> _Work required_
Scan the entries for the word "then" and return every line that has it.

> _Dataset content_
Start of Block

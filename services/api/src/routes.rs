//! API service routes

use axum::{
    Json, Router,
    middleware,
    response::IntoResponse,
    routing::{get, post, put},
};
use serde_json::json;

use crate::{middleware::auth_middleware, state::AppState};

pub mod auth;
pub mod ingredients;
pub mod recipes;
pub mod tags;
pub mod users;

/// Create the router for the API service
pub fn create_router(state: AppState) -> Router {
    let api_routes = Router::new()
        .route("/auth/token/login/", post(auth::login))
        .route("/auth/token/logout/", post(auth::logout))
        .route("/users/", post(users::register).get(users::list))
        .route("/users/me/", get(users::me))
        .route(
            "/users/me/avatar/",
            put(users::set_avatar).delete(users::delete_avatar),
        )
        .route("/users/set_password/", post(users::set_password))
        .route("/users/subscriptions/", get(users::subscriptions))
        .route("/users/:id/", get(users::detail))
        .route(
            "/users/:id/subscribe/",
            post(users::subscribe).delete(users::unsubscribe),
        )
        .route("/tags/", get(tags::list))
        .route("/tags/:id/", get(tags::detail))
        .route("/ingredients/", get(ingredients::list))
        .route("/ingredients/:id/", get(ingredients::detail))
        .route("/recipes/", get(recipes::list).post(recipes::create))
        .route(
            "/recipes/download_shopping_cart/",
            get(recipes::download_shopping_cart),
        )
        .route(
            "/recipes/:id/",
            get(recipes::detail)
                .patch(recipes::update)
                .delete(recipes::delete),
        )
        .route(
            "/recipes/:id/favorite/",
            post(recipes::add_favorite).delete(recipes::remove_favorite),
        )
        .route(
            "/recipes/:id/shopping_cart/",
            post(recipes::add_to_cart).delete(recipes::remove_from_cart),
        )
        .route("/recipes/:id/get-link/", get(recipes::get_link));

    Router::new()
        .route("/health", get(health_check))
        .route("/s/:id", get(recipes::short_link_redirect))
        .nest("/api", api_routes)
        .layer(middleware::from_fn_with_state(
            state.clone(),
            auth_middleware,
        ))
        .with_state(state)
}

/// Health check endpoint
pub async fn health_check() -> impl IntoResponse {
    Json(json!({
        "status": "ok",
        "service": "recipe-api"
    }))
}
//! Recipe platform REST service
//!
//! Handlers live in [`routes`], orchestration in [`services`], and all SQL
//! behind the [`repositories`]. The binary in `main.rs` wires these onto a
//! pool and serves them.

pub mod config;
pub mod error;
pub mod middleware;
pub mod models;
pub mod repositories;
pub mod routes;
pub mod services;
pub mod state;
pub mod validation;
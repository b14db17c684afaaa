//! Shopping list aggregation and rendering
//!
//! Everything in the user's cart is flattened to ingredient lines, summed
//! per (name, measurement unit) pair, and rendered as a plain-text report.

use std::collections::BTreeMap;

use crate::error::ApiResult;
use crate::models::ingredient::CartLine;
use crate::models::user::User;
use crate::repositories::RecipeListRepository;

/// One aggregated report row
#[derive(Debug, Clone, PartialEq, Eq)]
pub struct AggregatedLine {
    pub name: String,
    pub measurement_unit: String,
    pub total: i64,
}

/// Sum cart lines per (name, measurement unit) pair
///
/// The BTreeMap key gives the report its order: byte-wise on the name,
/// then on the unit. Totals are widened to i64 so summing many lines
/// cannot overflow.
pub fn aggregate(lines: impl IntoIterator<Item = CartLine>) -> Vec<AggregatedLine> {
    let mut totals: BTreeMap<(String, String), i64> = BTreeMap::new();

    for line in lines {
        *totals
            .entry((line.name, line.measurement_unit))
            .or_insert(0) += i64::from(line.amount);
    }

    totals
        .into_iter()
        .map(|((name, measurement_unit), total)| AggregatedLine {
            name,
            measurement_unit,
            total,
        })
        .collect()
}

/// Render the report, one line per aggregated ingredient
pub fn render(lines: &[AggregatedLine]) -> String {
    let rendered: Vec<String> = lines
        .iter()
        .map(|line| {
            format!(
                "{} ({}) — {}",
                line.name, line.measurement_unit, line.total
            )
        })
        .collect();

    rendered.join("\n")
}

/// Suggested attachment name for a user's report
pub fn filename(username: &str) -> String {
    format!("{}_shopping_cart.txt", username)
}

/// Shopping list service
#[derive(Clone)]
pub struct ShoppingListService {
    lists: RecipeListRepository,
}

impl ShoppingListService {
    /// Create a new shopping list service
    pub fn new(lists: RecipeListRepository) -> Self {
        Self { lists }
    }

    /// Build the report for everything currently in the user's cart
    ///
    /// Returns the suggested file name and the report body. An empty cart
    /// yields an empty report, not an error.
    pub async fn build(&self, user: &User) -> ApiResult<(String, String)> {
        let lines = self.lists.cart_lines(user.id).await?;
        let report = render(&aggregate(lines));

        Ok((filename(&user.username), report))
    }
}

#[cfg(test)]
mod tests {
    use super::*;

    fn line(name: &str, unit: &str, amount: i32) -> CartLine {
        CartLine {
            name: name.to_string(),
            measurement_unit: unit.to_string(),
            amount,
        }
    }

    #[test]
    fn test_aggregate_sums_shared_ingredients() {
        let lines = vec![line("flour", "g", 200), line("flour", "g", 300)];

        let aggregated = aggregate(lines);
        assert_eq!(
            aggregated,
            vec![AggregatedLine {
                name: "flour".to_string(),
                measurement_unit: "g".to_string(),
                total: 500,
            }]
        );
    }

    #[test]
    fn test_aggregate_keeps_units_apart() {
        let lines = vec![line("milk", "ml", 250), line("milk", "tbsp", 2)];

        let aggregated = aggregate(lines);
        assert_eq!(aggregated.len(), 2);
        assert_eq!(aggregated[0].measurement_unit, "ml");
        assert_eq!(aggregated[1].measurement_unit, "tbsp");
    }

    #[test]
    fn test_aggregate_orders_by_bytes() {
        // Byte order puts every uppercase name ahead of the lowercase ones.
        let lines = vec![
            line("salt", "g", 5),
            line("Ziti", "g", 400),
            line("anise", "pcs", 2),
        ];

        let names: Vec<String> = aggregate(lines).into_iter().map(|l| l.name).collect();
        assert_eq!(names, vec!["Ziti", "anise", "salt"]);
    }

    #[test]
    fn test_render_line_format() {
        let lines = vec![AggregatedLine {
            name: "flour".to_string(),
            measurement_unit: "g".to_string(),
            total: 500,
        }];

        assert_eq!(render(&lines), "flour (g) — 500");
    }

    #[test]
    fn test_render_joins_without_trailing_newline() {
        let lines = aggregate(vec![line("flour", "g", 100), line("salt", "g", 5)]);

        let report = render(&lines);
        assert_eq!(report, "flour (g) — 100\nsalt (g) — 5");
        assert!(!report.ends_with('\n'));
    }

    #[test]
    fn test_empty_cart_renders_empty_report() {
        assert_eq!(render(&aggregate(Vec::new())), "");
    }

    #[test]
    fn test_filename_uses_username() {
        assert_eq!(filename("chef"), "chef_shopping_cart.txt");
    }
}
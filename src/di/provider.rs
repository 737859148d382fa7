use crate::di::{Injector, Instance};
use crate::error::Result;
use crate::token::{Token, TypeKey};
use futures::FutureExt;
use futures::future::BoxFuture;
use std::any::Any;
use std::collections::HashSet;
use std::fmt;
use std::future::Future;
use std::sync::Arc;

pub type SyncFactory = Arc<dyn Fn(&Arc<Injector>) -> Result<Instance> + Send + Sync>;
pub type AsyncFactory =
    Arc<dyn Fn(Arc<Injector>) -> BoxFuture<'static, Result<Instance>> + Send + Sync>;

#[derive(Clone)]
pub enum Factory {
    Sync(SyncFactory),
    /// Only an async injector can run it.
    Async(AsyncFactory),
}

#[derive(Clone)]
pub enum ProviderKind {
    UseClass(TypeKey),
    UseFactory(Factory),
    UseValue(Instance),
}

/// How to produce the value of a token.
#[derive(Clone)]
pub struct Provider {
    pub provide: Token,
    pub kind: ProviderKind,
    /// Providers of the factory-scoped injector a factory runs against.
    pub providers: Vec<Provider>,
    pub is_mutable: bool,
}

impl Provider {
    /// `{ provide: T, use_class: T }`
    pub fn class<T: Any>() -> Self {
        let key = TypeKey::of::<T>();
        Self::new(key.into(), ProviderKind::UseClass(key))
    }

    pub fn use_class<T: Any>(provide: impl Into<Token>) -> Self {
        Self::new(provide.into(), ProviderKind::UseClass(TypeKey::of::<T>()))
    }

    pub fn use_value<V: Any + Send + Sync>(provide: impl Into<Token>, value: V) -> Self {
        Self::new(provide.into(), ProviderKind::UseValue(Instance::new(value)))
    }

    pub fn use_instance(provide: impl Into<Token>, instance: Instance) -> Self {
        Self::new(provide.into(), ProviderKind::UseValue(instance))
    }

    pub fn use_factory<V, F>(provide: impl Into<Token>, factory: F) -> Self
    where
        V: Any + Send + Sync,
        F: Fn(&Arc<Injector>) -> Result<V> + Send + Sync + 'static,
    {
        let factory: SyncFactory =
            Arc::new(move |injector: &Arc<Injector>| factory(injector).map(Instance::new));
        Self::new(provide.into(), ProviderKind::UseFactory(Factory::Sync(factory)))
    }

    pub fn use_async_factory<V, F, Fut>(provide: impl Into<Token>, factory: F) -> Self
    where
        V: Any + Send + Sync,
        F: Fn(Arc<Injector>) -> Fut + Send + Sync + 'static,
        Fut: Future<Output = Result<V>> + Send + 'static,
    {
        let factory: AsyncFactory = Arc::new(move |injector: Arc<Injector>| {
            factory(injector)
                .map(|result| result.map(Instance::new))
                .boxed()
        });
        Self::new(provide.into(), ProviderKind::UseFactory(Factory::Async(factory)))
    }

    fn new(provide: Token, kind: ProviderKind) -> Self {
        Self {
            provide,
            kind,
            providers: Vec::new(),
            is_mutable: false,
        }
    }

    /// Providers visible to the factory through its scoped injector.
    pub fn with_providers<I>(mut self, providers: I) -> Self
    where
        I: IntoIterator,
        I::Item: Into<ProviderDecl>,
    {
        self.providers = verify_providers(providers);
        self
    }

    /// Allow `Injector::set` to replace the value later.
    pub fn mutable(mut self) -> Self {
        self.is_mutable = true;
        self
    }

    pub fn token(&self) -> &Token {
        &self.provide
    }
}

impl fmt::Debug for Provider {
    fn fmt(&self, f: &mut fmt::Formatter<'_>) -> fmt::Result {
        let kind = match &self.kind {
            ProviderKind::UseClass(key) => format!("use_class: {:?}", key),
            ProviderKind::UseFactory(Factory::Sync(_)) => "use_factory".to_string(),
            ProviderKind::UseFactory(Factory::Async(_)) => "use_factory (async)".to_string(),
            ProviderKind::UseValue(instance) => format!("use_value: {:?}", instance),
        };
        write!(f, "{{ provide: {:?}, {}", self.provide, kind)?;
        if self.is_mutable {
            f.write_str(", mutable")?;
        }
        f.write_str(" }")
    }
}

/// A provider as written in module or controller options.
#[derive(Debug, Clone)]
pub enum ProviderDecl {
    /// A bare class, shorthand for `{ provide: T, use_class: T }`.
    Class(TypeKey),
    Provider(Provider),
}

impl ProviderDecl {
    pub fn class<T: Any>() -> Self {
        Self::Class(TypeKey::of::<T>())
    }
}

impl From<TypeKey> for ProviderDecl {
    fn from(key: TypeKey) -> Self {
        Self::Class(key)
    }
}

impl From<Provider> for ProviderDecl {
    fn from(provider: Provider) -> Self {
        Self::Provider(provider)
    }
}

pub fn verify_provider(decl: impl Into<ProviderDecl>) -> Provider {
    match decl.into() {
        ProviderDecl::Class(key) => Provider::new(key.into(), ProviderKind::UseClass(key)),
        ProviderDecl::Provider(provider) => provider,
    }
}

/// Normalize declarations; an empty (or `None`) list yields no providers.
pub fn verify_providers<I>(list: I) -> Vec<Provider>
where
    I: IntoIterator,
    I::Item: Into<ProviderDecl>,
{
    list.into_iter().map(verify_provider).collect()
}

/// Readable name of a token, `None` when there is no token.
pub fn get_provider_name(token: Option<&Token>) -> Option<String> {
    token.map(|token| token.to_string())
}

/// `base` first, then the entries of `incoming` whose tokens `base` lacks.
pub fn shift_left(base: &[Provider], incoming: &[Provider]) -> Vec<Provider> {
    let tokens: HashSet<&Token> = base.iter().map(Provider::token).collect();
    base.iter()
        .cloned()
        .chain(
            incoming
                .iter()
                .filter(|provider| !tokens.contains(provider.token()))
                .cloned(),
        )
        .collect()
}

/// The entries of `incoming` whose tokens `base` lacks, then `base`.
pub fn shift_right(base: &[Provider], incoming: &[Provider]) -> Vec<Provider> {
    let tokens: HashSet<&Token> = base.iter().map(Provider::token).collect();
    incoming
        .iter()
        .filter(|provider| !tokens.contains(provider.token()))
        .cloned()
        .chain(base.iter().cloned())
        .collect()
}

End of Block

> _Result of the task_
/// then on the unit. Totals are widened to i64 so summing many lines
/// `base` first, then the entries of `incoming` whose tokens `base` lacks.
/// The entries of `incoming` whose tokens `base` lacks, then `base`.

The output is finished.